EXERCISE MATERIAL
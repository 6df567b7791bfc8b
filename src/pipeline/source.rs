//! Event sources feeding the consumer loop

use async_trait::async_trait;
use std::time::Duration;
use thiserror::Error;
use tokio::sync::mpsc;

#[derive(Debug, Error)]
pub enum SourceError {
    /// No producer can ever publish again
    #[error("event source closed")]
    Closed,
    #[error(transparent)]
    Other(#[from] anyhow::Error),
}

#[derive(Debug, Error, PartialEq, Eq)]
pub enum PublishError {
    #[error("ingest queue is full")]
    Full,
    #[error("ingest queue is closed")]
    Closed,
}

/// Source of encoded event messages
#[async_trait]
pub trait EventSource: Send {
    /// Wait at most `timeout` for the next message; `Ok(None)` means the read
    /// timed out with nothing available.
    async fn recv(&mut self, timeout: Duration) -> Result<Option<Vec<u8>>, SourceError>;
}

/// Producer half of the in-process ingest queue
#[derive(Clone)]
pub struct EventPublisher {
    tx: mpsc::Sender<Vec<u8>>,
}

impl EventPublisher {
    /// Enqueue one message without waiting for room
    pub fn publish(&self, message: Vec<u8>) -> Result<(), PublishError> {
        self.tx.try_send(message).map_err(|e| match e {
            mpsc::error::TrySendError::Full(_) => PublishError::Full,
            mpsc::error::TrySendError::Closed(_) => PublishError::Closed,
        })
    }
}

/// Consumer half of the in-process ingest queue
pub struct ChannelSource {
    rx: mpsc::Receiver<Vec<u8>>,
}

/// Bounded queue connecting ingest producers to the consumer loop
pub fn ingest_channel(capacity: usize) -> (EventPublisher, ChannelSource) {
    let (tx, rx) = mpsc::channel(capacity.max(1));
    (EventPublisher { tx }, ChannelSource { rx })
}

#[async_trait]
impl EventSource for ChannelSource {
    async fn recv(&mut self, timeout: Duration) -> Result<Option<Vec<u8>>, SourceError> {
        match tokio::time::timeout(timeout, self.rx.recv()).await {
            Ok(Some(message)) => Ok(Some(message)),
            Ok(None) => Err(SourceError::Closed),
            Err(_) => Ok(None),
        }
    }
}

#[cfg(test)]
mod tests {
    use super::*;

    #[tokio::test]
    async fn test_publish_then_recv() {
        let (publisher, mut source) = ingest_channel(4);
        publisher.publish(b"hello".to_vec()).unwrap();

        let message = source.recv(Duration::from_millis(100)).await.unwrap();
        assert_eq!(message.as_deref(), Some(&b"hello"[..]));
    }

    #[tokio::test(start_paused = true)]
    async fn test_recv_times_out_when_idle() {
        let (_publisher, mut source) = ingest_channel(4);
        let message = source.recv(Duration::from_millis(100)).await.unwrap();
        assert!(message.is_none());
    }

    #[tokio::test]
    async fn test_recv_reports_closed() {
        let (publisher, mut source) = ingest_channel(4);
        drop(publisher);
        assert!(matches!(
            source.recv(Duration::from_millis(100)).await,
            Err(SourceError::Closed)
        ));
    }

    #[tokio::test]
    async fn test_publish_reports_full_queue() {
        let (publisher, _source) = ingest_channel(1);
        publisher.publish(b"one".to_vec()).unwrap();
        assert_eq!(publisher.publish(b"two".to_vec()), Err(PublishError::Full));
    }

    #[tokio::test]
    async fn test_publish_reports_closed_queue() {
        let (publisher, source) = ingest_channel(1);
        drop(source);
        assert_eq!(publisher.publish(b"one".to_vec()), Err(PublishError::Closed));
    }
}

EXERCISE DESCRIPTION
Each line that holds the string "Result" is to be copied from the entries above.

SOLUTION FOR THIS TASK
    async fn recv(&mut self, timeout: Duration) -> Result<Option<Vec<u8>>, SourceError>;
    pub fn publish(&self, message: Vec<u8>) -> Result<(), PublishError> {
    async fn recv(&mut self, timeout: Duration) -> Result<Option<Vec<u8>>, SourceError> {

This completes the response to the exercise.